The aim of this overview is to inform patients and parents about the different therapeutic approaches for Duchenne muscular dystrophy currently under investigation, to describe the advantages and disadvantages of each approach and to list the hurdles that have to be overcome before these approaches can be applied to patients.
Note: The scientific field of Duchenne therapies is huge and rapidly evolving, making it impossible to include each and every approach in a brief overview. Thus, a general overview of the main approaches is provided.

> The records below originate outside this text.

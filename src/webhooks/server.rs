//! Admission webhook server.
//!
//! Provides HTTPS endpoints for Kubernetes admission webhooks.
//!
//! To enable webhooks:
//! 1. Deploy cert-manager for TLS certificates
//! 2. Apply the configurations printed by `eks-config-webhook manifests`
//! 3. Mount the TLS certificate secret to the pod at /etc/webhook/certs/

use std::net::SocketAddr;
use std::path::Path;
use std::sync::Arc;
use std::time::{Duration, Instant};

use axum::{Json, Router, body::Bytes, extract::State, http::StatusCode, routing::post};
use kube::Resource;
use kube::core::DynamicObject;
use kube::core::admission::{AdmissionRequest, AdmissionResponse, AdmissionReview, Operation};
use serde::Serialize;
use serde::de::DeserializeOwned;
use thiserror::Error;
use tracing::{debug, error, info, warn};

use crate::crd::EksConfigTemplate;
use crate::health::HealthState;
use crate::webhooks::admission::{AdmissionError, Defaulter, Validator};
use crate::webhooks::dispatch;
use crate::webhooks::registration::webhook_paths;

/// Default path to webhook TLS certificate
pub const WEBHOOK_CERT_PATH: &str = "/etc/webhook/certs/tls.crt";
/// Default path to webhook TLS private key
pub const WEBHOOK_KEY_PATH: &str = "/etc/webhook/certs/tls.key";
/// Default webhook server port
pub const WEBHOOK_PORT: u16 = 9443;

/// Reason attached to denials caused by an exceeded decision deadline
pub const REASON_TIMEOUT: &str = "Timeout";

const MUTATE: &str = "mutate";
const VALIDATE: &str = "validate";

/// Shared state for webhook handlers
pub struct WebhookState {
    /// Deadline for a single admission decision
    pub admission_timeout: Duration,
    pub health: Arc<HealthState>,
}

impl WebhookState {
    pub fn new(admission_timeout: Duration, health: Arc<HealthState>) -> Self {
        Self {
            admission_timeout,
            health,
        }
    }
}

/// Errors that can occur when running the webhook server
#[derive(Error, Debug)]
pub enum WebhookError {
    /// TLS configuration error
    #[error("TLS configuration error: {0}")]
    TlsConfig(String),

    /// Server error
    #[error("Webhook server error: {0}")]
    Server(String),
}

type HandlerResponse = (StatusCode, Json<AdmissionReview<DynamicObject>>);

/// Collects the admission routes of every registered resource type.
pub struct WebhookRoutes {
    router: Router<Arc<WebhookState>>,
}

impl Default for WebhookRoutes {
    fn default() -> Self {
        Self::new()
    }
}

impl WebhookRoutes {
    pub fn new() -> Self {
        Self {
            router: Router::new(),
        }
    }

    /// Serve `K`'s defaulting capability on its mutate path.
    pub fn register_defaulter<K>(mut self) -> Self
    where
        K: Resource<DynamicType = ()>
            + Defaulter
            + Clone
            + Serialize
            + DeserializeOwned
            + Send
            + Sync
            + 'static,
    {
        let paths = webhook_paths::<K>();
        self.router = self.router.route(&paths.mutate, post(mutate_handler::<K>));
        self
    }

    /// Serve `K`'s validation capability on its validate path.
    pub fn register_validator<K>(mut self) -> Self
    where
        K: Resource<DynamicType = ()> + Validator + Clone + DeserializeOwned + Send + Sync + 'static,
    {
        let paths = webhook_paths::<K>();
        self.router = self
            .router
            .route(&paths.validate, post(validate_handler::<K>));
        self
    }

    /// Serve both capabilities of `K`.
    pub fn register<K>(self) -> Self
    where
        K: Resource<DynamicType = ()>
            + Defaulter
            + Validator
            + Clone
            + Serialize
            + DeserializeOwned
            + Send
            + Sync
            + 'static,
    {
        self.register_defaulter::<K>().register_validator::<K>()
    }

    pub fn with_state(self, state: Arc<WebhookState>) -> Router {
        self.router.with_state(state)
    }
}

/// Create the webhook router
pub fn create_webhook_router(state: Arc<WebhookState>) -> Router {
    WebhookRoutes::new()
        .register::<EksConfigTemplate>()
        .with_state(state)
}

/// Why a body could not be turned into a typed request.
enum Rejection {
    /// The body is not an AdmissionReview; answered as is.
    Invalid(HandlerResponse),
    /// A well-formed review whose object does not deserialize as the typed
    /// resource, e.g. an unknown enum value or an object stored by an older
    /// schema.
    Undecodable {
        request: AdmissionRequest<DynamicObject>,
        error: serde_json::Error,
    },
}

/// Parse an AdmissionReview body into a typed request.
fn parse_request<K>(body: &[u8]) -> Result<AdmissionRequest<K>, Rejection>
where
    K: Resource + DeserializeOwned,
{
    let typed_err = match serde_json::from_slice::<AdmissionReview<K>>(body) {
        Ok(review) => {
            return review.try_into().map_err(|e| {
                error!(error = %e, "Failed to extract admission request");
                Rejection::Invalid(invalid_review(format!("Invalid AdmissionReview: {}", e)))
            });
        }
        Err(e) => e,
    };

    let review: AdmissionReview<DynamicObject> = serde_json::from_slice(body).map_err(|e| {
        error!(error = %e, "Failed to parse admission review");
        Rejection::Invalid(invalid_review(format!("Invalid AdmissionReview: {}", e)))
    })?;
    let request: AdmissionRequest<DynamicObject> = review.try_into().map_err(|e| {
        error!(error = %e, "Failed to extract admission request");
        Rejection::Invalid(invalid_review(format!("Invalid AdmissionReview: {}", e)))
    })?;

    Err(Rejection::Undecodable {
        request,
        error: typed_err,
    })
}

/// Answer a review whose object could not be decoded.
///
/// Operations in which the webhook never inspects the object are allowed;
/// every other operation fails closed with the request uid preserved.
fn answer_undecodable(
    state: &WebhookState,
    webhook: &str,
    request: &AdmissionRequest<DynamicObject>,
    error: &serde_json::Error,
    allowed: bool,
    started: Instant,
) -> HandlerResponse {
    if allowed {
        debug!(uid = %request.uid, error = %error, "Allowing request with undecodable object");
        observe(state, webhook, request, None, started);
        return (
            StatusCode::OK,
            Json(AdmissionResponse::from(request).into_review()),
        );
    }

    let err = AdmissionError::Internal(format!("malformed object: {error}"));
    observe(state, webhook, request, Some(&err), started);
    (
        StatusCode::OK,
        Json(dispatch::deny(request, &err).into_review()),
    )
}

fn invalid_review(message: String) -> HandlerResponse {
    (
        StatusCode::BAD_REQUEST,
        Json(AdmissionResponse::invalid(message).into_review()),
    )
}

/// Run a decision on the blocking pool, failing closed once `deadline` passes.
async fn decide_within<T, F>(deadline: Duration, decide: F) -> Result<T, AdmissionError>
where
    F: FnOnce() -> Result<T, AdmissionError> + Send + 'static,
    T: Send + 'static,
{
    match tokio::time::timeout(deadline, tokio::task::spawn_blocking(decide)).await {
        Ok(Ok(decision)) => decision,
        Ok(Err(e)) => Err(AdmissionError::Internal(format!(
            "admission decision aborted: {e}"
        ))),
        Err(_) => Err(AdmissionError::denied(
            REASON_TIMEOUT,
            format!(
                "admission decision exceeded its {}ms deadline",
                deadline.as_millis()
            ),
        )),
    }
}

fn operation_label(operation: &Operation) -> &'static str {
    match operation {
        Operation::Create => "CREATE",
        Operation::Update => "UPDATE",
        Operation::Delete => "DELETE",
        Operation::Connect => "CONNECT",
    }
}

/// Log and record the outcome of a decision.
fn observe<K: Resource>(
    state: &WebhookState,
    webhook: &str,
    request: &AdmissionRequest<K>,
    error: Option<&AdmissionError>,
    started: Instant,
) {
    let uid = &request.uid;
    let operation = operation_label(&request.operation);
    match error {
        None => info!(uid = %uid, webhook, operation, "Admission request allowed"),
        Some(AdmissionError::Internal(message)) => {
            error!(uid = %uid, webhook, operation, error = %message, "Admission request failed, denying");
            state.health.metrics.record_error(webhook);
        }
        Some(e) => {
            warn!(uid = %uid, webhook, operation, reason = %e.reason(), message = %e.message(), "Admission request denied");
        }
    }
    state.health.metrics.record_admission(
        webhook,
        operation,
        error.is_none(),
        started.elapsed().as_secs_f64(),
    );
}

/// Defaulting admission webhook handler
async fn mutate_handler<K>(State(state): State<Arc<WebhookState>>, body: Bytes) -> HandlerResponse
where
    K: Resource + Defaulter + Clone + Serialize + DeserializeOwned + Send + Sync + 'static,
{
    let started = Instant::now();
    let request = match parse_request::<K>(&body) {
        Ok(req) => req,
        Err(Rejection::Invalid(response)) => return response,
        // Only creates are defaulted
        Err(Rejection::Undecodable { request, error }) => {
            let allowed = !matches!(request.operation, Operation::Create);
            return answer_undecodable(&state, MUTATE, &request, &error, allowed, started);
        }
    };

    debug!(
        uid = %request.uid,
        operation = ?request.operation,
        namespace = ?request.namespace,
        name = %request.name,
        "Processing mutation request"
    );

    let candidate = request.clone();
    let decision = decide_within(state.admission_timeout, move || {
        dispatch::review_mutation(&candidate)
    })
    .await;

    let failure = decision.as_ref().err().cloned();
    let response = dispatch::mutation_response(&request, decision);
    // A patch that fails to serialize is denied after the decision succeeded
    let failure = failure.or_else(|| {
        (!response.allowed).then(|| AdmissionError::Internal(response.result.message.clone()))
    });
    observe(&state, MUTATE, &request, failure.as_ref(), started);

    (StatusCode::OK, Json(response.into_review()))
}

/// Validating admission webhook handler
async fn validate_handler<K>(State(state): State<Arc<WebhookState>>, body: Bytes) -> HandlerResponse
where
    K: Resource + Validator + Clone + DeserializeOwned + Send + Sync + 'static,
{
    let started = Instant::now();
    let request = match parse_request::<K>(&body) {
        Ok(req) => req,
        Err(Rejection::Invalid(response)) => return response,
        // Deletes must go through even for objects this version cannot read
        Err(Rejection::Undecodable { request, error }) => {
            let allowed = matches!(request.operation, Operation::Delete | Operation::Connect);
            return answer_undecodable(&state, VALIDATE, &request, &error, allowed, started);
        }
    };

    debug!(
        uid = %request.uid,
        operation = ?request.operation,
        namespace = ?request.namespace,
        name = %request.name,
        "Processing validation request"
    );

    let candidate = request.clone();
    let decision = decide_within(state.admission_timeout, move || {
        dispatch::review_validation(&candidate)
    })
    .await;

    observe(&state, VALIDATE, &request, decision.as_ref().err(), started);

    (
        StatusCode::OK,
        Json(dispatch::validation_response(&request, &decision).into_review()),
    )
}

/// Run the webhook server with TLS
///
/// Binds to 0.0.0.0 on `port` and serves the registered admission paths.
/// TLS certificates are loaded from the paths specified.
///
/// # Arguments
/// * `state` - Shared handler state
/// * `port` - Port to listen on
/// * `cert_path` - Path to TLS certificate file (PEM format)
/// * `key_path` - Path to TLS private key file (PEM format)
pub async fn run_webhook_server(
    state: Arc<WebhookState>,
    port: u16,
    cert_path: &Path,
    key_path: &Path,
) -> Result<(), WebhookError> {
    use axum_server::tls_rustls::RustlsConfig;

    let health = state.health.clone();
    let app = create_webhook_router(state);

    let config = RustlsConfig::from_pem_file(cert_path, key_path)
        .await
        .map_err(|e| WebhookError::TlsConfig(e.to_string()))?;

    let addr = SocketAddr::from(([0, 0, 0, 0], port));
    let handle = axum_server::Handle::new();

    // Ready only once the listener is bound
    {
        let handle = handle.clone();
        tokio::spawn(async move {
            if let Some(bound) = handle.listening().await {
                info!(port = bound.port(), "Webhook server listening with TLS");
                health.set_ready(true).await;
            }
        });
    }

    axum_server::bind_rustls(addr, config)
        .handle(handle)
        .serve(app.into_make_service())
        .await
        .map_err(|e| WebhookError::Server(e.to_string()))?;

    Ok(())
}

This overview has last been updated in February 2017.
There are numerous therapeutic approaches in development and the majority follow the same road of preclinical to clinical studies. First the approach is tested in cultured patient cells, then in animal models of the disease (generally the mdx mouse) and then – when the results in cells and animals are sufficiently convincing, in patients (clinical trials). This part of therapeutic development can take a very long time as often unforeseen hurdles arise, which have to be overcome. Clinical trials are divided in two phases: the early phase trials are primarily done to show that the approach is safe, while in later stage trials the goal is to show that the treatment is efficient as well as safe. It is good to bear in mind that while each step is critical, the next step is always more challenging. So if a compound works in an initial step (e.g. cell studies) this is no guarantee for further successes in studies in animals and humans.